Would you transcribe all of the data exactly, down to the last character?

----- Records for the exercise

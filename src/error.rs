//! Error type shared by every fallible operation in the runtime.
//!
//! All `read_*` / `write_*` primitives, the parser and writer libraries, and
//! generated codecs return [`WireError`] through the crate-wide [`Result`]
//! alias. Errors propagate unchanged through `parse` / `write` /
//! `measure_record`; nothing in the runtime retries or recovers.

use thiserror::Error;

/// Crate-wide result alias.
pub type Result<T> = core::result::Result<T, WireError>;

/// Every way a wire-format operation can fail.
#[derive(Debug, Error)]
pub enum WireError {
    /// The input violates the protobuf encoding itself: a varint longer than
    /// 10 bytes, a group wire type, invalid UTF-8 in a string field, a bool
    /// encoded with a value greater than 1, or a zero field number.
    #[error("malformed protobuf: {0}")]
    Malformed(&'static str),

    /// A length-delimited field announced more bytes than the caller allows.
    #[error("length-delimited field of {length} bytes exceeds the maximum of {max}")]
    SizeExceeded {
        /// Length announced by the wire prefix.
        length: u64,
        /// Caller-supplied ceiling.
        max: u64,
    },

    /// A mandatory read ran past the readable limit or hit end of stream.
    ///
    /// End of data *at a tag boundary* is not reported through this variant;
    /// `read_tag` returns `Ok(None)` there instead.
    #[error("read past the end of the available data")]
    BufferUnderflow,

    /// A write ran past the limit of a fixed-size buffer.
    #[error("write past the limit of a fixed-size buffer")]
    BufferOverflow,

    /// An unknown field number was encountered and the parse flags forbid
    /// skipping it.
    #[error("unexpected field number {0}")]
    UnexpectedField(i32),

    /// Message nesting ran deeper than the `max_depth` handed to `parse`.
    #[error("nested message depth exceeds the configured maximum")]
    DepthExceeded,

    /// The caller asked for something the operation cannot do, independent of
    /// input bytes (e.g. extracting a repeated field as a single blob).
    #[error("invalid argument: {0}")]
    InvalidArgument(&'static str),

    /// The underlying stream failed for a reason other than clean end of
    /// input.
    #[error("i/o error: {0}")]
    Io(#[from] std::io::Error),
}

impl WireError {
    /// True for errors caused by the encoded bytes rather than by the caller
    /// or the environment. Useful when deciding whether to quarantine a
    /// payload versus surfacing a programming error.
    pub fn is_data_error(&self) -> bool {
        matches!(
            self,
            WireError::Malformed(_)
                | WireError::SizeExceeded { .. }
                | WireError::BufferUnderflow
                | WireError::UnexpectedField(_)
                | WireError::DepthExceeded
        )
    }
}

#[cfg(test)]
mod tests {
    use super::*;

    #[test]
    fn display_names_the_offense() {
        let e = WireError::Malformed("varint exceeds 10 bytes");
        assert_eq!(e.to_string(), "malformed protobuf: varint exceeds 10 bytes");

        let e = WireError::SizeExceeded { length: 4096, max: 16 };
        assert!(e.to_string().contains("4096"));
        assert!(e.to_string().contains("16"));
    }

    #[test]
    fn data_error_classification() {
        assert!(WireError::BufferUnderflow.is_data_error());
        assert!(WireError::DepthExceeded.is_data_error());
        assert!(!WireError::BufferOverflow.is_data_error());
        assert!(!WireError::InvalidArgument("x").is_data_error());
    }
}
//! Criterion benchmarks for the varint codec and the hashing sink.
//!
//! Run with:
//!   cargo bench --bench varint

use criterion::{criterion_group, criterion_main, BenchmarkId, Criterion, Throughput};
use pbwire::buffer::{
    BufferedData, HashingData, ReadableSequentialData, SequentialData, WritableSequentialData,
};
use pbwire::varint;

/// A deterministic mix of small, medium and large values.
fn sample_values(n: usize) -> Vec<u64> {
    (0..n as u64)
        .map(|i| match i % 4 {
            0 => i % 128,
            1 => (i << 7) | 0x55,
            2 => (i << 21) | 0xAAAA,
            _ => i.wrapping_mul(0x9E37_79B9_7F4A_7C15),
        })
        .collect()
}

fn bench_varint(c: &mut Criterion) {
    let mut group = c.benchmark_group("varint");

    for &count in &[1_024usize, 16_384] {
        let values = sample_values(count);
        let encoded_len: usize = values.iter().map(|&v| varint::size_of_unsigned(v)).sum();

        // ── encode into a reusable buffer ───────────────────────────────────
        group.throughput(Throughput::Bytes(encoded_len as u64));
        group.bench_with_input(BenchmarkId::new("encode", count), &values, |b, values| {
            let mut buf = BufferedData::allocate(encoded_len);
            b.iter(|| {
                buf.reset();
                for &v in values {
                    buf.write_var_u64(v).unwrap();
                }
                buf.position()
            })
        });

        // ── decode via the contiguous fast path ─────────────────────────────
        let mut buf = BufferedData::allocate(encoded_len);
        for &v in &values {
            buf.write_var_u64(v).unwrap();
        }
        group.throughput(Throughput::Bytes(encoded_len as u64));
        group.bench_with_input(BenchmarkId::new("decode", count), &count, |b, &count| {
            b.iter(|| {
                buf.reset();
                let mut acc = 0u64;
                for _ in 0..count {
                    acc = acc.wrapping_add(buf.read_var_u64().unwrap());
                }
                acc
            })
        });

        // ── size computation alone ──────────────────────────────────────────
        group.bench_with_input(BenchmarkId::new("size_of", count), &values, |b, values| {
            b.iter(|| values.iter().map(|&v| varint::size_of_unsigned(v)).sum::<usize>())
        });
    }

    group.finish();
}

fn bench_hashing_sink(c: &mut Criterion) {
    let mut group = c.benchmark_group("hashing_sink");

    for &size in &[4_096usize, 65_536] {
        let payload: Vec<u8> = (0..size).map(|i| i as u8).collect();
        group.throughput(Throughput::Bytes(size as u64));
        group.bench_with_input(BenchmarkId::new("xxh3", size), &payload, |b, payload| {
            b.iter(|| {
                let mut sink = HashingData::xxh3();
                sink.write_slice(payload).unwrap();
                sink.hash()
            })
        });
    }

    group.finish();
}

criterion_group!(benches, bench_varint, bench_hashing_sink);
criterion_main!(benches);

----------

Result for this exercise ▸
filename src/error.rs
//! Error type shared by every fallible operation in the runtime.
//!
//! All `read_*` / `write_*` primitives, the parser and writer libraries, and
//! generated codecs return [`WireError`] through the crate-wide [`Result`]
//! alias. Errors propagate unchanged through `parse` / `write` /
//! `measure_record`; nothing in the runtime retries or recovers.

use thiserror::Error;

/// Crate-wide result alias.
pub type Result<T> = core::result::Result<T, WireError>;

/// Every way a wire-format operation can fail.
#[derive(Debug, Error)]
pub enum WireError {
    /// The input violates the protobuf encoding itself: a varint longer than
    /// 10 bytes, a group wire type, invalid UTF-8 in a string field, a bool
    /// encoded with a value greater than 1, or a zero field number.
    #[error("malformed protobuf: {0}")]
    Malformed(&'static str),

    /// A length-delimited field announced more bytes than the caller allows.
    #[error("length-delimited field of {length} bytes exceeds the maximum of {max}")]
    SizeExceeded {
        /// Length announced by the wire prefix.
        length: u64,
        /// Caller-supplied ceiling.
        max: u64,
    },

    /// A mandatory read ran past the readable limit or hit end of stream.
    ///
    /// End of data *at a tag boundary* is not reported through this variant;
    /// `read_tag` returns `Ok(None)` there instead.
    #[error("read past the end of the available data")]
    BufferUnderflow,

    /// A write ran past the limit of a fixed-size buffer.
    #[error("write past the limit of a fixed-size buffer")]
    BufferOverflow,

    /// An unknown field number was encountered and the parse flags forbid
    /// skipping it.
    #[error("unexpected field number {0}")]
    UnexpectedField(i32),

    /// Message nesting ran deeper than the `max_depth` handed to `parse`.
    #[error("nested message depth exceeds the configured maximum")]
    DepthExceeded,

    /// The caller asked for something the operation cannot do, independent of
    /// input bytes (e.g. extracting a repeated field as a single blob).
    #[error("invalid argument: {0}")]
    InvalidArgument(&'static str),

    /// The underlying stream failed for a reason other than clean end of
    /// input.
    #[error("i/o error: {0}")]
    Io(#[from] std::io::Error),
}

impl WireError {
    /// True for errors caused by the encoded bytes rather than by the caller
    /// or the environment. Useful when deciding whether to quarantine a
    /// payload versus surfacing a programming error.
    pub fn is_data_error(&self) -> bool {
        matches!(
            self,
            WireError::Malformed(_)
                | WireError::SizeExceeded { .. }
                | WireError::BufferUnderflow
                | WireError::UnexpectedField(_)
                | WireError::DepthExceeded
        )
    }
}

#[cfg(test)]
mod tests {
    use super::*;

    #[test]
    fn display_names_the_offense() {
        let e = WireError::Malformed("varint exceeds 10 bytes");
        assert_eq!(e.to_string(), "malformed protobuf: varint exceeds 10 bytes");

        let e = WireError::SizeExceeded { length: 4096, max: 16 };
        assert!(e.to_string().contains("4096"));
        assert!(e.to_string().contains("16"));
    }

    #[test]
    fn data_error_classification() {
        assert!(WireError::BufferUnderflow.is_data_error());
        assert!(WireError::DepthExceeded.is_data_error());
        assert!(!WireError::BufferOverflow.is_data_error());
        assert!(!WireError::InvalidArgument("x").is_data_error());
    }
}
//! Criterion benchmarks for the varint codec and the hashing sink.
//!
//! Run with:
//!   cargo bench --bench varint

use criterion::{criterion_group, criterion_main, BenchmarkId, Criterion, Throughput};
use pbwire::buffer::{
    BufferedData, HashingData, ReadableSequentialData, SequentialData, WritableSequentialData,
};
use pbwire::varint;

/// A deterministic mix of small, medium and large values.
fn sample_values(n: usize) -> Vec<u64> {
    (0..n as u64)
        .map(|i| match i % 4 {
            0 => i % 128,
            1 => (i << 7) | 0x55,
            2 => (i << 21) | 0xAAAA,
            _ => i.wrapping_mul(0x9E37_79B9_7F4A_7C15),
        })
        .collect()
}

fn bench_varint(c: &mut Criterion) {
    let mut group = c.benchmark_group("varint");

    for &count in &[1_024usize, 16_384] {
        let values = sample_values(count);
        let encoded_len: usize = values.iter().map(|&v| varint::size_of_unsigned(v)).sum();

        // ── encode into a reusable buffer ───────────────────────────────────
        group.throughput(Throughput::Bytes(encoded_len as u64));
        group.bench_with_input(BenchmarkId::new("encode", count), &values, |b, values| {
            let mut buf = BufferedData::allocate(encoded_len);
            b.iter(|| {
                buf.reset();
                for &v in values {
                    buf.write_var_u64(v).unwrap();
                }
                buf.position()
            })
        });

        // ── decode via the contiguous fast path ─────────────────────────────
        let mut buf = BufferedData::allocate(encoded_len);
        for &v in &values {
            buf.write_var_u64(v).unwrap();
        }
        group.throughput(Throughput::Bytes(encoded_len as u64));
        group.bench_with_input(BenchmarkId::new("decode", count), &count, |b, &count| {
            b.iter(|| {
                buf.reset();
                let mut acc = 0u64;
                for _ in 0..count {
                    acc = acc.wrapping_add(buf.read_var_u64().unwrap());
                }
                acc
            })
        });

        // ── size computation alone ──────────────────────────────────────────
        group.bench_with_input(BenchmarkId::new("size_of", count), &values, |b, values| {
            b.iter(|| values.iter().map(|&v| varint::size_of_unsigned(v)).sum::<usize>())
        });
    }

    group.finish();
}

fn bench_hashing_sink(c: &mut Criterion) {
    let mut group = c.benchmark_group("hashing_sink");

    for &size in &[4_096usize, 65_536] {
        let payload: Vec<u8> = (0..size).map(|i| i as u8).collect();
        group.throughput(Throughput::Bytes(size as u64));
        group.bench_with_input(BenchmarkId::new("xxh3", size), &payload, |b, payload| {
            b.iter(|| {
                let mut sink = HashingData::xxh3();
                sink.write_slice(payload).unwrap();
                sink.hash()
            })
        });
    }

    group.finish();
}

criterion_group!(benches, bench_varint, bench_hashing_sink);
criterion_main!(benches);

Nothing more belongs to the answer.